Mentona Moser (1874-1971) was a visionary of the youth welfare movement, co-founder of modern social work and, being a staunch communist, an advocate of the socialist women’s movement.

Moser was born into a wealthy, bourgeois family and grew up in various places including southern Germany and Switzerland. In 1891, she began studying zoology at the University of Zurich and then in London. In Great Britain, she became increasingly interested in modern approaches to social policy and social welfare. Influenced by the progressive Anglo-American workers' settlement movement, Moser worked in a London social settlement after 1898 and completed a two-year practical training programme in social work. Once she returned to Switzerland in 1903, she remained committed to socio-political issues. She gave lectures, wrote short articles, founded an association for the blind as well as the first welfare office for tuberculosis patients in Zurich and became involved in planning workers’ settlements in Zurich.
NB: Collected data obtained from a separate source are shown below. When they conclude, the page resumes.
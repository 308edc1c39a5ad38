// SPDX-License-Identifier: AGPL-3.0-or-later
//
// Copyright (C) 2025 Daniel Negri
//
// This program is free software: you can redistribute it and/or modify
// it under the terms of the GNU Affero General Public License as published by
// the Free Software Foundation, either version 3 of the License, or
// (at your option) any later version.
//
// This program is distributed in the hope that it will be useful,
// but WITHOUT ANY WARRANTY; without even the implied warranty of
// MERCHANTABILITY or FITNESS FOR A PARTICULAR PURPOSE. See the
// GNU Affero General Public License for more details.
//
// You should have received a copy of the GNU Affero General Public License
// along with this program. If not, see <https://www.gnu.org/licenses/>.

//! Core identifier types for users, bicycles, stations, and lifecycle rows.

use serde::{Deserialize, Serialize};
use std::fmt;

macro_rules! id_type {
    ($(#[$doc:meta])* $name:ident) => {
        $(#[$doc])*
        #[derive(Debug, Clone, Copy, PartialEq, Eq, Hash, Deserialize, Serialize)]
        #[serde(transparent)]
        pub struct $name(pub u64);

        impl fmt::Display for $name {
            fn fmt(&self, f: &mut fmt::Formatter<'_>) -> fmt::Result {
                write!(f, "{}", self.0)
            }
        }
    };
}

id_type! {
    /// Unique identifier for a user.
    ///
    /// Users are owned by the identity collaborator; the engine only ever
    /// references them by id.
    UserId
}

id_type! {
    /// Unique identifier for a bicycle in the fleet registry.
    BicycleId
}

id_type! {
    /// Unique identifier for a station.
    ///
    /// Stations themselves (capacity, location) are external; the engine
    /// tracks them only as the bicycle's current location pointer.
    StationId
}

id_type! {
    /// Unique identifier for a reservation hold.
    ReservationId
}

id_type! {
    /// Unique identifier for a rental.
    RentalId
}

id_type! {
    /// Unique identifier for a penalty record.
    PenaltyId
}
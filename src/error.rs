// SPDX-License-Identifier: AGPL-3.0-or-later
//
// Copyright (C) 2025 Daniel Negri
//
// This program is free software: you can redistribute it and/or modify
// it under the terms of the GNU Affero General Public License as published by
// the Free Software Foundation, either version 3 of the License, or
// (at your option) any later version.
//
// This program is distributed in the hope that it will be useful,
// but WITHOUT ANY WARRANTY; without even the implied warranty of
// MERCHANTABILITY or FITNESS FOR A PARTICULAR PURPOSE. See the
// GNU Affero General Public License for more details.
//
// You should have received a copy of the GNU Affero General Public License
// along with this program. If not, see <https://www.gnu.org/licenses/>.

//! Error types for the reservation/rental lifecycle.

use thiserror::Error;

/// Lifecycle rejection and conflict errors.
///
/// Every expected business condition is a named variant; callers match on
/// them rather than parsing messages. Store-level faults are not modeled
/// here because the engine keeps all state in process memory.
#[derive(Error, Debug, Clone, PartialEq, Eq)]
pub enum RentalError {
    /// User failed the eligibility gate (unverified, suspended, penalty
    /// threshold reached, or already riding)
    #[error("user is not eligible to rent")]
    NotEligible,

    /// User already holds an active reservation
    #[error("user already has an active reservation")]
    AlreadyReserved,

    /// Bicycle is not available, or another caller won the race for it
    #[error("bicycle is not available")]
    BicycleUnavailable,

    /// Reservation hold window has elapsed
    #[error("reservation has expired")]
    ReservationExpired,

    /// Referenced bicycle does not exist
    #[error("bicycle not found")]
    BicycleNotFound,

    /// Referenced reservation does not exist
    #[error("reservation not found")]
    ReservationNotFound,

    /// Referenced rental does not exist
    #[error("rental not found")]
    RentalNotFound,

    /// Referenced penalty record does not exist
    #[error("penalty record not found")]
    PenaltyNotFound,

    /// Referenced user is not registered with the ledger
    #[error("user not found")]
    UserNotFound,

    /// Caller does not own the referenced reservation
    #[error("caller does not own this reservation")]
    NotOwner,

    /// Reservation or rental already reached a terminal status
    #[error("already in a terminal state")]
    AlreadyTerminal,

    /// Registry compare-and-set lost to a concurrent transition.
    /// Recoverable: callers re-read state and map this to a business
    /// rejection; it is never surfaced raw.
    #[error("bicycle status changed concurrently")]
    StatusConflict,

    /// Monetary amount or distance was negative
    #[error("invalid amount (must be non-negative)")]
    InvalidAmount,

    /// Penalty record was already resolved
    #[error("penalty already resolved")]
    AlreadyResolved,

    /// A bicycle with this serial number is already registered
    #[error("duplicate serial number")]
    DuplicateSerial,
}

/// Failure reported by a [`NotificationSink`](crate::NotificationSink).
///
/// Notification dispatch is best-effort: the engine logs these and never
/// propagates them into a lifecycle transition.
#[derive(Error, Debug, Clone, PartialEq, Eq)]
#[error("notification sink error: {0}")]
pub struct NotifyError(pub String);

#[cfg(test)]
mod tests {
    use super::*;

    #[test]
    fn error_display_messages() {
        assert_eq!(
            RentalError::NotEligible.to_string(),
            "user is not eligible to rent"
        );
        assert_eq!(
            RentalError::AlreadyReserved.to_string(),
            "user already has an active reservation"
        );
        assert_eq!(
            RentalError::BicycleUnavailable.to_string(),
            "bicycle is not available"
        );
        assert_eq!(
            RentalError::ReservationExpired.to_string(),
            "reservation has expired"
        );
        assert_eq!(
            RentalError::NotOwner.to_string(),
            "caller does not own this reservation"
        );
        assert_eq!(
            RentalError::AlreadyTerminal.to_string(),
            "already in a terminal state"
        );
        assert_eq!(
            RentalError::StatusConflict.to_string(),
            "bicycle status changed concurrently"
        );
        assert_eq!(
            RentalError::DuplicateSerial.to_string(),
            "duplicate serial number"
        );
    }

    #[test]
    fn errors_are_cloneable() {
        let error = RentalError::BicycleUnavailable;
        let cloned = error.clone();
        assert_eq!(error, cloned);
    }

    #[test]
    fn notify_error_carries_message() {
        let error = NotifyError("smtp timeout".into());
        assert_eq!(error.to_string(), "notification sink error: smtp timeout");
    }
}
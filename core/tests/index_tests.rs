use media_core::normalize::normalize;
use media_core::{CatalogWriter, InvertedIndex, MediaKind, PruneReport, RawHit, StoreHandle};

async fn seed(handle: &StoreHandle, ids: &[&str], orphans: &[&str]) -> InvertedIndex {
    let writer = CatalogWriter::new(handle.clone());
    let index = InvertedIndex::new(handle.clone());
    for id in ids {
        let hit: RawHit = serde_json::from_value(serde_json::json!({ "id": id })).unwrap();
        writer.put(normalize(&hit, MediaKind::Image, 0).unwrap()).await.unwrap();
        index.index("forest", id).await.unwrap();
    }
    for id in orphans {
        index.index("forest", id).await.unwrap();
    }
    index
}

#[tokio::test]
async fn indexing_twice_keeps_cardinality() {
    let handle = StoreHandle::memory("catalog");
    let index = seed(&handle, &["1", "2"], &[]).await;
    let before = index.ids("forest").await.unwrap().len();
    index.index("forest", "1").await.unwrap();
    index.index("forest", "2").await.unwrap();
    assert_eq!(index.ids("forest").await.unwrap().len(), before);
}

#[tokio::test]
async fn prune_drops_orphans_then_caps() {
    let handle = StoreHandle::memory("catalog");
    let index = seed(&handle, &["1", "2", "3"], &["x", "y"]).await;
    let report = index.prune("forest", 2).await.unwrap();
    assert_eq!(report, PruneReport { orphans_removed: 2, overflow_removed: 1, remaining: 2 });
    assert_eq!(index.ids("forest").await.unwrap(), vec!["1", "2"]);
}

#[tokio::test]
async fn prune_without_overflow_keeps_everything_live() {
    let handle = StoreHandle::memory("catalog");
    let index = seed(&handle, &["1", "2"], &[]).await;
    let report = index.prune("forest", 10).await.unwrap();
    assert_eq!(report.remaining, 2);
    assert_eq!(report.overflow_removed, 0);
}
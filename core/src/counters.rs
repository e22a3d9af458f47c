use crate::error::Result;
use crate::keys::check_segment;
use crate::store::{fetch_update, StoreHandle};
use parking_lot::Mutex;
use serde::Serialize;
use serde_json::{json, Value};
use std::collections::HashMap;
use std::sync::Arc;
use tokio::sync::OwnedMutexGuard;

pub const ALREADY_LIKED: &str = "already liked";
pub const NOT_LIKED_YET: &str = "not liked yet";

/// Result of a like/unlike. `likes` is only reported when the counter moved.
#[derive(Debug, Clone, PartialEq, Eq, Serialize)]
pub struct LikeOutcome {
    pub liked: bool,
    #[serde(skip_serializing_if = "Option::is_none")]
    pub likes: Option<u64>,
    #[serde(skip_serializing_if = "Option::is_none")]
    pub message: Option<&'static str>,
}

impl LikeOutcome {
    fn changed(liked: bool, likes: u64) -> Self {
        Self { liked, likes: Some(likes), message: None }
    }

    fn unchanged(liked: bool, message: &'static str) -> Self {
        Self { liked, likes: None, message: Some(message) }
    }
}

/// Per-id async locks. A slot lives only while someone holds or waits on it.
#[derive(Clone, Default)]
struct IdLocks {
    slots: Arc<Mutex<HashMap<String, Arc<tokio::sync::Mutex<()>>>>>,
}

struct IdGuard {
    slots: Arc<Mutex<HashMap<String, Arc<tokio::sync::Mutex<()>>>>>,
    id: String,
    guard: Option<OwnedMutexGuard<()>>,
}

impl IdLocks {
    async fn lock(&self, id: &str) -> IdGuard {
        let slot = self.slots.lock().entry(id.to_string()).or_default().clone();
        let guard = slot.lock_owned().await;
        IdGuard { slots: self.slots.clone(), id: id.to_string(), guard: Some(guard) }
    }

    #[cfg(test)]
    fn len(&self) -> usize {
        self.slots.lock().len()
    }
}

impl Drop for IdGuard {
    fn drop(&mut self) {
        let mut slots = self.slots.lock();
        self.guard.take();
        if slots.get(&self.id).is_some_and(|slot| Arc::strong_count(slot) == 1) {
            slots.remove(&self.id);
        }
    }
}

/// Per-user deduplicated likes and plain download counting.
///
/// Membership is claimed with an atomic insert-if-absent on `likers/{uid}` and the
/// counters move through compare-and-swap, so two racing likes from one user count once.
/// Every mutation of one id holds that id's lock across the membership change and the
/// counter update, so `likes` matches the likers set once writers are quiet. The lock is
/// process-local: services sharing one store must share one `CounterService`.
#[derive(Clone)]
pub struct CounterService {
    handle: StoreHandle,
    locks: IdLocks,
}

impl CounterService {
    pub fn new(handle: StoreHandle) -> Self {
        Self { handle, locks: IdLocks::default() }
    }

    pub async fn like(&self, id: &str, uid: &str) -> Result<LikeOutcome> {
        check_segment("id", id)?;
        check_segment("uid", uid)?;
        let store = self.handle.store.as_ref();
        let keys = &self.handle.keys;
        let _guard = self.locks.lock(id).await;

        if !store.insert_if_absent(&keys.liker(id, uid), json!(true)).await? {
            return Ok(LikeOutcome::unchanged(true, ALREADY_LIKED));
        }
        let next = fetch_update(store, &keys.likes(id), |cur| json!(count(cur) + 1)).await?;
        let likes = count(Some(&next));
        tracing::debug!(id, uid, likes, "liked");
        Ok(LikeOutcome::changed(true, likes))
    }

    pub async fn unlike(&self, id: &str, uid: &str) -> Result<LikeOutcome> {
        check_segment("id", id)?;
        check_segment("uid", uid)?;
        let store = self.handle.store.as_ref();
        let keys = &self.handle.keys;
        let _guard = self.locks.lock(id).await;

        if store.remove(&keys.liker(id, uid)).await?.is_none() {
            return Ok(LikeOutcome::unchanged(false, NOT_LIKED_YET));
        }
        let next = fetch_update(store, &keys.likes(id), |cur| json!(count(cur).saturating_sub(1))).await?;
        let likes = count(Some(&next));
        tracing::debug!(id, uid, likes, "unliked");
        Ok(LikeOutcome::changed(false, likes))
    }

    /// Unconditional increment, not deduplicated by user.
    pub async fn download(&self, id: &str) -> Result<u64> {
        check_segment("id", id)?;
        let store = self.handle.store.as_ref();
        let _guard = self.locks.lock(id).await;
        let next = fetch_update(store, &self.handle.keys.downloads(id), |cur| json!(count(cur) + 1)).await?;
        Ok(count(Some(&next)))
    }

    /// Number of users currently holding a like on `id`.
    pub async fn likers(&self, id: &str) -> Result<usize> {
        check_segment("id", id)?;
        Ok(self.handle.store.children(&self.handle.keys.likers(id)).await?.len())
    }
}

fn count(value: Option<&Value>) -> u64 {
    value.and_then(Value::as_u64).unwrap_or(0)
}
At odds with the traditionalist poor relief in Zurich, she initiated Anglo-American-inspired women’s welfare courses with other female campaigners in 1907; these later merged to form the Zurich School for Social Work. Moser left the project in 1908 due to political differences. During this time, she considered herself a socialist and established contacts with the left wing of the social democrats. Following the October Revolution, she sympathised with communism and was a founding member of the Communist Party of Switzerland in 1921. She worked for Pro Juventute in the early 1920s. She managed the care of mothers and infants and set up a counselling centre for contraception in Zurich. In addition, she increasingly committed herself for women's suffrage rights. Her political convictions prompted her to visit several countries from the mid-1920s on. She visited the Soviet Union on various occasions, where she invested a portion of her inheritance to open an international children’s home for orphaned children near Moscow in 1929. At the beginning of the 1930s, she spent an extended period of time in Berlin and became ensnared in militant altercations between national socialists and communists. She fled from Berlin to Switzerland in 1934, where she waited out the Second World War. After the war, her communist contacts brought her to the German Democratic Republic (GDR). On the invitation of Wilhelm Pieck, the country’s first president, she moved to East Berlin in the 1950s, where she remained until her death in 1971.

Literatur / Bibliographie / Bibliografia / References: Ramsauer, Nadja (2000), „Verwahrlost“. Kindswegnahmen und die Entstehung der Jugendfürsorge im schweizerischen Sozialstaat 1900-1945, Zürich. Moser, Mentona (1986), Ich habe gelebt. Nachwort von Roger Nicolas Balsiger, Zürich.